We studied 5 unrelated cases of sporadic PHA (101,105,106). We found a nonconservative homozygous mutation (A241V) in the MR of 4 of the patients and a conservative heterozygous mutation (I180V) in one of these patients and his asymptomatic father, while no abnormalities were found in the DNA- or ligand-binding domains of the MR. The Val241 and Val180 substitutions were found also in the normal population. The heterozygosity and homozygosity frequencies of the Val241 and Val180 mutations were 48%, 38%, 22% and 1.5%, respectively. We also found a nonconservative amino acid substitution (T663A) in the αENaC, which was located close to the C-terminal (106). Of the 5 patients, 2 were homozygous and 3 heterozygous for this variation, respectively. This amino acid substitution was also present at high frequency in apparently normal controls. The homozygosity and heterozygosity frequencies of the αENaC Ala663 were 31% and 64%, respectively. Three of the 4 (75%) patients with multiple tissue resistance to aldosterone had both αENaC (heterozygous or homozygous) and MR (homozygous) mutations as described above, while only 7% of our controls with apparently normal salt conservation had the same concurrent abnormalities (Table 2, p < 0.025).

We also identified, in a Japanese patient with sporadic PHA, three homozygous substitutions in the MR gene: G215C, I180V or A241V, which had previously reported to occur in healthy populations. Luciferase activities induced by MR with either G215C, I180V or A241V substitution were significantly lower than those for wild-type MR with aldosterone at concentrations ranging from 10-11 to 10-9 M, 10-8M, or 10-11 to 10-6M, respectively. A homozygous A to G substitution of the donor splice site of αENaC intron 4 was found in the patient. These results suggest that each of three MR polymorphisms identified in our patient is functionally and structurally heterogeneous (111.1).

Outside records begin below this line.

fn compare(a: f64, b: f64) -> Ordering {
    a.partial_cmp(&b).unwrap_or(Ordering::Equal)
}

/// Search driver. Holds the tunables, the RNG and the tactic carried between
/// decisions; the tree itself is owned by the caller.
pub struct MctsEngine {
    search: SearchConfig,
    tactics: TacticsConfig,
    evaluation: EvaluationConfig,
    playout: PlayoutConfig,
    rng: StdRng,
    tactic: Tactic,
    initial_food: usize,
}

We cannot rule out the possibility that the above polymorphisms may confer vulnerability in salt conservation, which might be expressed fully only when concurrently present with other genetic defects of the MR or other proteins that participate in sodium homeostasis, such as NEDD4 (112). Our hypothesis, if true, would be compatible with a sporadic presentation or a digenic or multigenic expression and heredity as previously described in retinitis pigmentosa (113). In this case, hereditary transmission might be complex and appear either as a dominant and/or recessive trait with variable penetrance.